Mushrooms are the one area that I avoid completely. I’m sure there are edible ones I could learn to identify, but there are entirely too many chances for a mistake being lethal that it’s not worth the risk.
Your “Doctors” were probably both right, depending on which book they were coming from. The same item in two different books can be listed as both edible and toxic depending on the time of year it was sampled, how sensitive one is to the “toxin” and whether an upset stomach completely unrelated to the plant was thought to have been the result of poisoning.
The common pokeweed is both edible and poisonous depending on what part and what time of year you harvest it.

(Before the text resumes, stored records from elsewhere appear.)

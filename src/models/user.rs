use chrono::{DateTime, Utc};
use sqlx::FromRow;

/// Запись пользователя в таблице users
#[derive(Debug, Clone, FromRow)]
pub struct UserRecord {
    pub id: i64,
    pub telegram_id: i64,
    pub username: Option<String>,
    pub first_name: Option<String>,
    pub last_name: Option<String>,
    pub created_at: DateTime<Utc>,
}

/// Сохраненная анкета (одна на пользователя)
#[derive(Debug, Clone, FromRow)]
pub struct PersistedQuestionnaire {
    pub id: i64,
    pub user_id: i64,
    pub data: serde_json::Value,
    pub status: String,
    pub created_at: DateTime<Utc>,
    pub updated_at: DateTime<Utc>,
}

I’ve eaten the young shoots for years and never had so much as heartburn, but there some who would avoid it out of an abundance of caution.
As they say, Your Mileage May Vary.
One of the delights of her life was mushroom foraging. She'd be gone a whole day, harvesting from her favorite haunts and bring home baskets and baskets of mushrooms.

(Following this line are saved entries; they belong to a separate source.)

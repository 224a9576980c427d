use async_trait::async_trait;
use teloxide::types::ChatId;
use thiserror::Error;

use crate::models::{PersistedQuestionnaire, UserRecord};

#[derive(Debug, Error)]
pub enum GatewayError {
    #[error("database error: {0}")]
    Database(#[from] sqlx::Error),
    #[error("serialization error: {0}")]
    Serialization(#[from] serde_json::Error),
}

/// CRUD-контракт хранилища. Ядро анкеты работает только через этот трейт.
#[async_trait]
pub trait PersistenceGateway: Send + Sync {
    /// Поиск пользователя по идентификатору в Telegram
    async fn find_user_by_identity(&self, chat_id: ChatId)
        -> Result<Option<UserRecord>, GatewayError>;

    /// Создание пользователя, возвращает id записи
    async fn create_user(
        &self,
        chat_id: ChatId,
        username: Option<&str>,
        first_name: Option<&str>,
        last_name: Option<&str>,
    ) -> Result<i64, GatewayError>;

    async fn find_questionnaire_by_user(
        &self,
        user_id: i64,
    ) -> Result<Option<PersistedQuestionnaire>, GatewayError>;

    /// Создание анкеты, возвращает id записи
    async fn create_questionnaire(
        &self,
        user_id: i64,
        payload: serde_json::Value,
        status: &str,
    ) -> Result<i64, GatewayError>;

    /// Обновление анкеты на месте; false если строки не было
    async fn update_questionnaire(
        &self,
        user_id: i64,
        payload: serde_json::Value,
        status: &str,
    ) -> Result<bool, GatewayError>;

    /// Удаление анкеты; false если строки не было
    async fn delete_questionnaire(&self, user_id: i64) -> Result<bool, GatewayError>;
}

As fate would have it, she was in her late 80s, lying on her death bed, in hospital, of stomach cancer. When the end was near, we were summoned to be with her. When I arrived, her sons and daughters [she had 11 children] were crowdwed around the bed. I recall this day so well, I was in my late teens then, and a lull in the conversation of sharing memories and good times, and in an effort to keep her mind off her pain. I piped up and said, "Gram, I'll always remember the delicious pot of mushrooms you'd make. I don't think any of us really were taught which mushrooms to pick were the *good* ones" How could you tell?*
She replied: *I didn't.*
Well! The look of horror and disbelief on the faces surrounding her bedside was almost funny. Most of us did laugh....but she quickly recovered by saying....when you cook wild mushrooms, always cook them with a real silver dollar in the pot. If the silver coin turns black...throw them out.
I always wondered why she kept a silver dollar on the stove shelf. Heh.